Even before his trip to Cairo last June, Muslims had high hopes for President Obama, given his childhood spent in Muslim-majority Indonesia, the Muslim branches of his family tree, and the more nuanced worldview than his predecessor.

Yet even as the White House has made some progress — lifting travel bans on Muslim scholars like Tariq Ramadan, phasing out hostile terms like “Islamic terrorism” and hosting a recent entrepreneurship summit for Muslim businessmen — it’s all been overshadowed by a sense of disappointment, said Corey Saylor, spokesman for the Council on American-Islamic Relations.


Obama’s friendly phrases still carry more weight than Samantha’s crude gestures, but if American foreign policy remains largely unchanged and U.S. media keep exporting outdated or negative messages about Islam, it will take more than a few speeches to win Muslims over, Saylor added.

“We have to see more positive depictions — or at least more balanced depictions — of Muslims,” he said, “but I don’t see that changing anytime in the future.”

One problem is that the Obama administration has focused mainly on changing the Muslim world’s perception of America, rather than America’s perception of the Muslim world, said Fatemeh Fakhraie, editor-in-chief of Muslimah Media Watch, a feminist Muslim website.

The “Sex and the City” sequel amounts to “Orientalist Boogaloo,” she said, filled with cliched scenes like the one in which the film’s fascinated foursome watch a woman eat French fries under her face veil “like she’s the main attraction on a zoo tour.”

Depictions have started to improve, Rashid countered, with shows like “NCIS” and “Bones” making efforts to introduce more realistic characters and plots, in contrast to the terrorism-and-torture storylines that dominated Fox’s “24.”

Still, movies and TV shows tend to stereotype everyone, not just Muslims, making it easier for international audiences to see all Americans as violent and promiscuous.


Amir Hussain, a professor in the Loyola Marymount University’s Department of Theological Studies, said cash-strapped media outlets have done their share of harm by oversimplifying international and religion stories, and legitimizing extremist points of view — like the blogger who made death threats to “South Park” creators after an episode poked fun at censorship of Prophet Muhammad imagery.

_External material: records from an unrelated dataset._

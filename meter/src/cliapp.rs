//! Definition of the command line app.
use clap::builder::PossibleValuesParser;
use clap::{Arg, ArgAction, Command};

pub const VERSION: &str = env!("CARGO_PKG_VERSION");
pub const ABOUT: &str = "Collects runtime metrics with an agent and stores them in a collector.";

fn address_arg(help: &'static str) -> Arg {
    Arg::new("address")
        .value_name("HOST:PORT")
        .long("address")
        .short('a')
        .env("ADDRESS")
        .help(help)
}

fn key_arg() -> Arg {
    Arg::new("key")
        .value_name("KEY")
        .long("key")
        .short('k')
        .env("KEY")
        .hide_env_values(true)
        .help("Shared secret for the SHA-256 payload digest.")
}

fn crypto_key_arg(help: &'static str) -> Arg {
    Arg::new("crypto_key")
        .value_name("PATH")
        .long("crypto-key")
        .env("CRYPTO_KEY")
        .help(help)
}

fn agent_command() -> Command {
    Command::new("agent")
        .subcommand_required(true)
        .about("Sample runtime statistics and report them")
        .subcommand(
            Command::new("run")
                .about("Run the agent")
                .after_help(
                    "This runs the agent in the foreground until it's shut down.  It samples \
                     on the poll interval and reports everything it collected to the \
                     collector on the report interval.",
                )
                .arg(address_arg("Address of the collector."))
                .arg(
                    Arg::new("report_interval")
                        .value_name("SECONDS")
                        .long("report-interval")
                        .short('r')
                        .env("REPORT_INTERVAL")
                        .help("Seconds between two deliveries."),
                )
                .arg(
                    Arg::new("poll_interval")
                        .value_name("SECONDS")
                        .long("poll-interval")
                        .short('p')
                        .env("POLL_INTERVAL")
                        .help("Seconds between two samples."),
                )
                .arg(
                    Arg::new("rate_limit")
                        .value_name("COUNT")
                        .long("rate-limit")
                        .short('l')
                        .env("RATE_LIMIT")
                        .help("Maximum number of concurrent uploads."),
                )
                .arg(key_arg())
                .arg(crypto_key_arg(
                    "PEM file with the collector's public key. Payloads are encrypted if set.",
                )),
        )
}

fn collector_command() -> Command {
    Command::new("collector")
        .subcommand_required(true)
        .about("Receive and store metrics")
        .subcommand(
            Command::new("run")
                .about("Run the collector")
                .after_help(
                    "This runs the collector in the foreground until it's shut down.  It will \
                     bind to the configured address and persist metrics either to the \
                     database or to the snapshot file.",
                )
                .arg(address_arg("Address to listen on."))
                .arg(
                    Arg::new("store_interval")
                        .value_name("SECONDS")
                        .long("store-interval")
                        .short('i')
                        .env("STORE_INTERVAL")
                        .help("Seconds between two snapshots. 0 writes after every update."),
                )
                .arg(
                    Arg::new("file_storage_path")
                        .value_name("PATH")
                        .long("file-storage-path")
                        .short('f')
                        .env("FILE_STORAGE_PATH")
                        .help("Snapshot file. An empty path keeps metrics in memory only."),
                )
                .arg(
                    Arg::new("restore")
                        .value_name("BOOL")
                        .long("restore")
                        .short('r')
                        .env("RESTORE")
                        .help("Load the snapshot file on startup."),
                )
                .arg(
                    Arg::new("database_dsn")
                        .value_name("DSN")
                        .long("database-dsn")
                        .short('d')
                        .env("DATABASE_DSN")
                        .hide_env_values(true)
                        .help("Database URL. Takes precedence over the snapshot file."),
                )
                .arg(key_arg())
                .arg(crypto_key_arg(
                    "PEM file with the private key used to decrypt payloads.",
                ))
                .arg(
                    Arg::new("trusted_subnet")
                        .value_name("CIDR")
                        .long("trusted-subnet")
                        .short('t')
                        .env("TRUSTED_SUBNET")
                        .help("Only accept requests whose X-Real-IP lies in this subnet."),
                ),
        )
}

fn config_command() -> Command {
    Command::new("config")
        .subcommand_required(true)
        .about("Manage the meter config")
        .after_help(
            "This command provides basic config management.  It can be used primarily to \
             initialize a new config folder and to inspect the effective configuration.",
        )
        .subcommand(
            Command::new("init")
                .about("Initialize a new meter config")
                .after_help(
                    "This writes the default configuration to config.yml in the config \
                     folder.  An existing config is left untouched.",
                ),
        )
        .subcommand(
            Command::new("show")
                .about("Show the entire config out for debugging purposes")
                .after_help(
                    "This dumps out the entire config including the values which are not \
                     in the config file but filled in from defaults.  The default output \
                     format is YAML but the debug format can also be specified.",
                )
                .arg(
                    Arg::new("format")
                        .short('f')
                        .long("format")
                        .default_value("yaml")
                        .value_parser(PossibleValuesParser::new(["debug", "yaml"]))
                        .help("The output format"),
                ),
        )
}

pub fn make_app() -> Command {
    Command::new("meter")
        .disable_help_subcommand(true)
        .subcommand_required(true)
        .arg_required_else_help(true)
        .propagate_version(true)
        .max_term_width(79)
        .version(VERSION)
        .about(ABOUT)
        .arg(
            Arg::new("config")
                .value_name("CONFIG")
                .long("config")
                .short('c')
                .global(true)
                .action(ArgAction::Set)
                .help("The path to the config folder."),
        )
        .subcommand(agent_command())
        .subcommand(collector_command())
        .subcommand(config_command())
}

“One idiot Muslim convert got publicity as if he were the spokesperson for American Muslims instead of the nutjob that he is,” he said.

Likewise, while Fakih’s beauty pageant poses and photos have offended some traditionalists, the bigger problem was that the media played up those voices and the right-wing commentators who accused her family of having ties to terrorist groups.

“A lot of the news is just talking for the sake of talking, and focusing on whoever is whining and complaining,” said Haroon Moghul, director of the Maydan Institute, a consulting firm that works with American Muslim communities.

“There were some conservative Muslims upset that she misrepresented their reading of Islam, but within the American Muslim community, in general, most people kind of shrugged.”

Even the reliance on succinct headline terms like “Muslim world” and “U.S.-Muslim relations” sends the wrong message, Rashid said, contributing to an us-versus-them mentality that overlooks America’s own Muslim population and the global diversity within Islam.


Ultimately, what people see on the news in their homes every day resonates far more than what they see Carrie, Samantha, Miranda and Charlotte doing at the movie theater, he said.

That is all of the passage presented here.